PROBLEM TO SOLVE:
Print this span of the material below exactly: the line with "pub const PERMISSION_ERROR_MESSAGE: &str", the line with "MediaKind::Camera => *self.camera.lock()", and every line between them, but nothing else.

★ ★ ★

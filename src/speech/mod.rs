pub mod recognition;
pub mod synthesis;

use anyhow::Result;
use async_trait::async_trait;
use tokio::sync::watch;

/// Text-to-speech seam. At most one active utterance: starting a new one
/// cancels the pending one. A synthesis runtime error resolves the speak
/// future as if playback finished, so the interview loop can never wedge on
/// a broken voice.
#[async_trait]
pub trait SpeechOutput: Send + Sync {
    async fn speak(&self, text: &str) -> Result<()>;
    /// Cancel any pending utterance. No-op when nothing is playing.
    async fn cancel(&self);
    fn is_speaking(&self) -> bool;
}

/// Speech-to-text seam over a continuous recognition session. The transcript
/// grows monotonically within a turn and is cleared with `reset_transcript`
/// when the next turn begins.
#[async_trait]
pub trait SpeechInput: Send + Sync {
    async fn start_listening(&self) -> Result<()>;
    /// Idempotent; stopping an inactive recognizer is a no-op.
    async fn stop_listening(&self);
    fn reset_transcript(&self);
    fn transcript(&self) -> String;
    fn is_listening(&self) -> bool;
    /// Revision channel bumped on every transcript change, used by the
    /// silence detector to restart its window.
    fn updates(&self) -> watch::Receiver<u64>;
}
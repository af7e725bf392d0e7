// Prevents additional console window on Windows in release, DO NOT REMOVE!!
#![cfg_attr(not(debug_assertions), windows_subsystem = "windows")]

fn main() {
    if std::env::var("RUST_LOG").is_err() {
        std::env::set_var("RUST_LOG", "info");
    }
    env_logger::init();

    if let Err(e) = vocaprep_lib::run() {
        eprintln!("VocaPrep failed to start: {:#}", e);
        std::process::exit(1);
    }
}
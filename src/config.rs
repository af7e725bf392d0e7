use std::time::Duration;

use log::info;

pub const DEFAULT_API_BASE_URL: &str = "http://localhost:8000/api";

/// Per-request timeout for the interview API.
pub const API_TIMEOUT: Duration = Duration::from_secs(10);

/// Robust environment variable loading - tries runtime first, then
/// build-time embedded fallbacks (see build.rs).
fn robust_env_var(key: &str) -> Option<String> {
    // Load .env if present for development
    let _ = dotenvy::dotenv();

    if let Ok(value) = std::env::var(key) {
        if !value.is_empty() {
            info!("[ENV] Loaded {} from runtime environment", key);
            return Some(value);
        }
    }

    let embedded = match key {
        "API_BASE_URL" => option_env!("API_BASE_URL"),
        _ => None,
    };

    embedded
        .filter(|v| !v.is_empty())
        .map(|v| {
            info!("[ENV] Loaded {} from build-time embedded variables", key);
            v.to_string()
        })
}

/// Base URL of the remote interview service.
pub fn api_base_url() -> String {
    robust_env_var("API_BASE_URL").unwrap_or_else(|| DEFAULT_API_BASE_URL.to_string())
}
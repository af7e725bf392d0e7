use std::sync::atomic::{AtomicBool, Ordering};
use std::sync::Arc;

use anyhow::Result;
use async_trait::async_trait;
use lazy_static::lazy_static;
use log::{info, warn};
use parking_lot::Mutex;
use regex::Regex;
use serde::{Deserialize, Serialize};
use serde_json::json;
use tauri::{AppHandle, Emitter};
use tokio::sync::oneshot;
use uuid::Uuid;

use super::SpeechOutput;

/// Utterance tuning shared with the webview bridge.
pub const SPEECH_RATE: f64 = 0.85;
pub const SPEECH_PITCH: f64 = 1.1;
pub const SPEECH_VOLUME: f64 = 1.0;

/// Ordered voice preference list; falls through to a feminine-name pattern
/// match, then any English voice, then the platform default.
const PREFERRED_VOICES: [&str; 9] = [
    "Google US English Female",
    "Microsoft Zira Desktop - English (United States)",
    "Samantha",
    "Victoria",
    "Karen",
    "Moira",
    "Tessa",
    "Ava",
    "Allison",
];

lazy_static! {
    static ref FEMININE_NAME: Regex =
        Regex::new(r"(?i)female|woman|zira|cortana|siri").expect("static voice pattern");
    static ref SPEECH_OUTPUT: Mutex<Option<Arc<WebviewSpeechOutput>>> = Mutex::new(None);
}

#[derive(Serialize, Deserialize, Clone, Debug)]
pub struct VoiceInfo {
    pub name: String,
    pub lang: String,
    #[serde(default)]
    pub default: bool,
}

/// Best-effort voice selection over the voices the platform reports.
/// Returns `None` when the list is empty; never an error.
pub fn select_preferred_voice(voices: &[VoiceInfo]) -> Option<&VoiceInfo> {
    for name in PREFERRED_VOICES {
        if let Some(voice) = voices.iter().find(|v| v.name == name) {
            info!("Selected voice (exact match): {}", voice.name);
            return Some(voice);
        }
    }

    if let Some(voice) = voices
        .iter()
        .find(|v| FEMININE_NAME.is_match(&v.name) && v.lang.contains("en"))
    {
        info!("Selected voice (pattern match): {}", voice.name);
        return Some(voice);
    }

    voices
        .iter()
        .find(|v| v.lang.contains("en-US"))
        .or_else(|| voices.iter().find(|v| v.lang.contains("en")))
        .or_else(|| voices.first())
}

struct PendingUtterance {
    id: Uuid,
    done: oneshot::Sender<()>,
}

/// `SpeechOutput` implementation bridged to the webview's speechSynthesis.
/// `speak` emits a `speech-speak` event and resolves when the frontend
/// acknowledges playback end (or error) through `notify_speech_finished`.
pub struct WebviewSpeechOutput {
    app: AppHandle,
    pending: Mutex<Option<PendingUtterance>>,
    speaking: AtomicBool,
}

impl WebviewSpeechOutput {
    pub fn new(app: AppHandle) -> Self {
        Self {
            app,
            pending: Mutex::new(None),
            speaking: AtomicBool::new(false),
        }
    }

    /// Drop the pending utterance, resolving its speak future. Returns true
    /// if something was actually cancelled.
    fn drop_pending(&self) -> bool {
        // Dropping the sender resolves the awaiting receiver with an error,
        // which speak() treats as finished.
        self.pending.lock().take().is_some()
    }

    fn finish(&self, utterance_id: Uuid) {
        let mut pending = self.pending.lock();
        match pending.take() {
            Some(p) if p.id == utterance_id => {
                let _ = p.done.send(());
            }
            Some(other) => {
                // Stale ack from an already-cancelled utterance; keep the
                // live one in place.
                *pending = Some(other);
            }
            None => {}
        }
    }
}

#[async_trait]
impl SpeechOutput for WebviewSpeechOutput {
    async fn speak(&self, text: &str) -> Result<()> {
        self.drop_pending();

        let id = Uuid::new_v4();
        let (tx, rx) = oneshot::channel();
        *self.pending.lock() = Some(PendingUtterance { id, done: tx });
        self.speaking.store(true, Ordering::SeqCst);

        let emitted = self.app.emit(
            "speech-speak",
            json!({
                "utterance_id": id,
                "text": text,
                "rate": SPEECH_RATE,
                "pitch": SPEECH_PITCH,
                "volume": SPEECH_VOLUME,
            }),
        );
        if let Err(e) = emitted {
            // No webview to play it; behave as if the utterance finished.
            warn!("speech-speak emit failed: {}", e);
            self.drop_pending();
            self.speaking.store(false, Ordering::SeqCst);
            return Ok(());
        }

        // A cancelled utterance drops the sender; both outcomes mean the
        // device is no longer speaking.
        let _ = rx.await;
        self.speaking.store(false, Ordering::SeqCst);
        Ok(())
    }

    async fn cancel(&self) {
        if self.drop_pending() {
            let _ = self.app.emit("speech-cancel", json!({}));
        }
        self.speaking.store(false, Ordering::SeqCst);
    }

    fn is_speaking(&self) -> bool {
        self.speaking.load(Ordering::SeqCst)
    }
}

pub fn init_speech_output(app: AppHandle) {
    let mut slot = SPEECH_OUTPUT.lock();
    *slot = Some(Arc::new(WebviewSpeechOutput::new(app)));
    info!("Speech output service initialized");
}

pub fn speech_output() -> Option<Arc<WebviewSpeechOutput>> {
    SPEECH_OUTPUT.lock().clone()
}

// Tauri commands for the webview speech bridge

#[tauri::command]
pub fn notify_speech_finished(utterance_id: Uuid) -> Result<(), String> {
    let service = speech_output().ok_or("speech output not initialized")?;
    service.finish(utterance_id);
    Ok(())
}

/// Synthesis runtime errors are swallowed: the utterance is treated as
/// finished so the interview loop never hangs on a broken voice.
#[tauri::command]
pub fn notify_speech_error(utterance_id: Uuid, message: String) -> Result<(), String> {
    warn!("Speech synthesis error (treated as finished): {}", message);
    let service = speech_output().ok_or("speech output not initialized")?;
    service.finish(utterance_id);
    Ok(())
}

/// Pick a voice from the list reported by the webview.
#[tauri::command]
pub fn select_voice(voices: Vec<VoiceInfo>) -> Option<String> {
    select_preferred_voice(&voices).map(|v| v.name.clone())
}
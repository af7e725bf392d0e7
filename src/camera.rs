use log::{info, warn};
use parking_lot::Mutex;
use serde::Serialize;
use serde_json::json;
use tauri::{AppHandle, Emitter, State};

use crate::AppState;

/// Lifecycle of the self-view video element. The stream itself lives in the
/// webview; this mirrors its state so the rest of the app can react to it.
#[derive(Serialize, Clone, Debug, PartialEq, Eq, Default)]
#[serde(rename_all = "lowercase", tag = "status", content = "detail")]
pub enum CameraStatus {
    #[default]
    Idle,
    Starting,
    Live,
    Error(String),
}

#[derive(Default)]
pub struct CameraPreview {
    status: Mutex<CameraStatus>,
}

impl CameraPreview {
    pub fn new() -> Self {
        Self::default()
    }

    pub fn status(&self) -> CameraStatus {
        self.status.lock().clone()
    }

    pub fn set_status(&self, status: CameraStatus) {
        *self.status.lock() = status;
    }
}

// Tauri commands for the camera preview bridge

/// Ask the webview to attach a camera stream to the preview element.
#[tauri::command]
pub fn start_camera_preview(app: AppHandle, state: State<'_, AppState>) -> Result<(), String> {
    state.camera.set_status(CameraStatus::Starting);
    app.emit("camera-start", json!({})).map_err(|e| e.to_string())
}

#[tauri::command]
pub fn camera_stream_ready(state: State<'_, AppState>) -> Result<(), String> {
    info!("📷 Camera preview live");
    state.camera.set_status(CameraStatus::Live);
    Ok(())
}

/// The preview is decorative; a broken camera never blocks the interview.
#[tauri::command]
pub fn camera_stream_error(message: String, state: State<'_, AppState>) -> Result<(), String> {
    warn!("Camera preview error: {}", message);
    state.camera.set_status(CameraStatus::Error(message));
    Ok(())
}

#[tauri::command]
pub fn stop_camera_preview(app: AppHandle, state: State<'_, AppState>) -> Result<(), String> {
    state.camera.set_status(CameraStatus::Idle);
    app.emit("camera-stop", json!({})).map_err(|e| e.to_string())
}

#[tauri::command]
pub fn get_camera_status(state: State<'_, AppState>) -> Result<CameraStatus, String> {
    Ok(state.camera.status())
}
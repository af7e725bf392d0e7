use log::info;
use parking_lot::Mutex;
use serde::{Deserialize, Serialize};
use serde_json::json;
use tauri::{AppHandle, Emitter, State};

use crate::AppState;

pub const PERMISSION_ERROR_MESSAGE: &str = "Camera and microphone access are required for the AI \
    interview. Please enable them in your browser settings and try again.";

pub const SPEECH_UNSUPPORTED_MESSAGE: &str =
    "Your browser doesn't support speech recognition. Please use Chrome, Edge, or Safari.";

#[derive(Serialize, Deserialize, Clone, Copy, Debug, PartialEq, Eq)]
#[serde(rename_all = "lowercase")]
pub enum MediaKind {
    Microphone,
    Camera,
}

#[derive(Serialize, Deserialize, Clone, Copy, Debug, PartialEq, Eq, Default)]
#[serde(rename_all = "lowercase")]
pub enum ProbeOutcome {
    #[default]
    Unknown,
    Granted,
    Denied,
}

#[derive(Serialize, Clone, Debug)]
pub struct PermissionSummary {
    pub microphone: ProbeOutcome,
    pub camera: ProbeOutcome,
    pub speech_supported: Option<bool>,
    pub ready: bool,
    pub error_message: Option<String>,
}

/// Tracks what the webview reported back from its getUserMedia probes and
/// its SpeechRecognition capability check. Probes only establish permission;
/// the streams themselves are released immediately on the frontend.
#[derive(Default)]
pub struct PermissionGate {
    microphone: Mutex<ProbeOutcome>,
    camera: Mutex<ProbeOutcome>,
    speech_supported: Mutex<Option<bool>>,
}

impl PermissionGate {
    pub fn new() -> Self {
        Self::default()
    }

    pub fn record_probe(&self, kind: MediaKind, outcome: ProbeOutcome) {
        info!("Permission probe: {:?} -> {:?}", kind, outcome);
        match kind {
            MediaKind::Microphone => *self.microphone.lock() = outcome,
            MediaKind::Camera => *self.camera.lock() = outcome,
        }
    }

    pub fn record_speech_support(&self, supported: bool) {
        *self.speech_supported.lock() = Some(supported);
    }

    pub fn speech_supported(&self) -> Option<bool> {
        *self.speech_supported.lock()
    }

    pub fn all_granted(&self) -> bool {
        *self.microphone.lock() == ProbeOutcome::Granted
            && *self.camera.lock() == ProbeOutcome::Granted
    }

    pub fn summary(&self) -> PermissionSummary {
        let microphone = *self.microphone.lock();
        let camera = *self.camera.lock();
        let speech_supported = self.speech_supported();
        let ready = self.all_granted() && speech_supported != Some(false);

        let error_message = if speech_supported == Some(false) {
            Some(SPEECH_UNSUPPORTED_MESSAGE.to_string())
        } else if microphone == ProbeOutcome::Denied || camera == ProbeOutcome::Denied {
            Some(PERMISSION_ERROR_MESSAGE.to_string())
        } else {
            None
        };

        PermissionSummary {
            microphone,
            camera,
            speech_supported,
            ready,
            error_message,
        }
    }
}

/// Gate check run before an interview may start. Unsupported speech wins
/// over missing grants since no amount of granting fixes it.
pub fn ensure_ready_to_start(gate: &PermissionGate) -> Result<(), String> {
    if gate.speech_supported() == Some(false) {
        return Err(SPEECH_UNSUPPORTED_MESSAGE.to_string());
    }
    if !gate.all_granted() {
        return Err(PERMISSION_ERROR_MESSAGE.to_string());
    }
    Ok(())
}

// Tauri commands for the permission flow

/// Ask the webview to probe microphone then camera. Results come back
/// asynchronously through `report_permission_probe`.
#[tauri::command]
pub fn request_permissions(app: AppHandle) -> Result<(), String> {
    info!("🎥 Requesting media permission probes");
    app.emit("permissions-request", json!({ "kinds": ["microphone", "camera"] }))
        .map_err(|e| e.to_string())
}

#[tauri::command]
pub fn report_permission_probe(
    kind: MediaKind,
    outcome: ProbeOutcome,
    state: State<'_, AppState>,
) -> Result<PermissionSummary, String> {
    state.permissions.record_probe(kind, outcome);
    Ok(state.permissions.summary())
}

#[tauri::command]
pub fn report_speech_support(
    supported: bool,
    state: State<'_, AppState>,
) -> Result<(), String> {
    state.permissions.record_speech_support(supported);
    Ok(())
}

#[tauri::command]
pub fn get_permission_summary(state: State<'_, AppState>) -> Result<PermissionSummary, String> {
    Ok(state.permissions.summary())
}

★ ★ ★

RESPONSE BELOW:
pub const PERMISSION_ERROR_MESSAGE: &str = "Camera and microphone access are required for the AI \
    interview. Please enable them in your browser settings and try again.";

pub const SPEECH_UNSUPPORTED_MESSAGE: &str =
    "Your browser doesn't support speech recognition. Please use Chrome, Edge, or Safari.";

#[derive(Serialize, Deserialize, Clone, Copy, Debug, PartialEq, Eq)]
#[serde(rename_all = "lowercase")]
pub enum MediaKind {
    Microphone,
    Camera,
}

#[derive(Serialize, Deserialize, Clone, Copy, Debug, PartialEq, Eq, Default)]
#[serde(rename_all = "lowercase")]
pub enum ProbeOutcome {
    #[default]
    Unknown,
    Granted,
    Denied,
}

#[derive(Serialize, Clone, Debug)]
pub struct PermissionSummary {
    pub microphone: ProbeOutcome,
    pub camera: ProbeOutcome,
    pub speech_supported: Option<bool>,
    pub ready: bool,
    pub error_message: Option<String>,
}

/// Tracks what the webview reported back from its getUserMedia probes and
/// its SpeechRecognition capability check. Probes only establish permission;
/// the streams themselves are released immediately on the frontend.
#[derive(Default)]
pub struct PermissionGate {
    microphone: Mutex<ProbeOutcome>,
    camera: Mutex<ProbeOutcome>,
    speech_supported: Mutex<Option<bool>>,
}

impl PermissionGate {
    pub fn new() -> Self {
        Self::default()
    }

    pub fn record_probe(&self, kind: MediaKind, outcome: ProbeOutcome) {
        info!("Permission probe: {:?} -> {:?}", kind, outcome);
        match kind {
            MediaKind::Microphone => *self.microphone.lock() = outcome,
            MediaKind::Camera => *self.camera.lock() = outcome,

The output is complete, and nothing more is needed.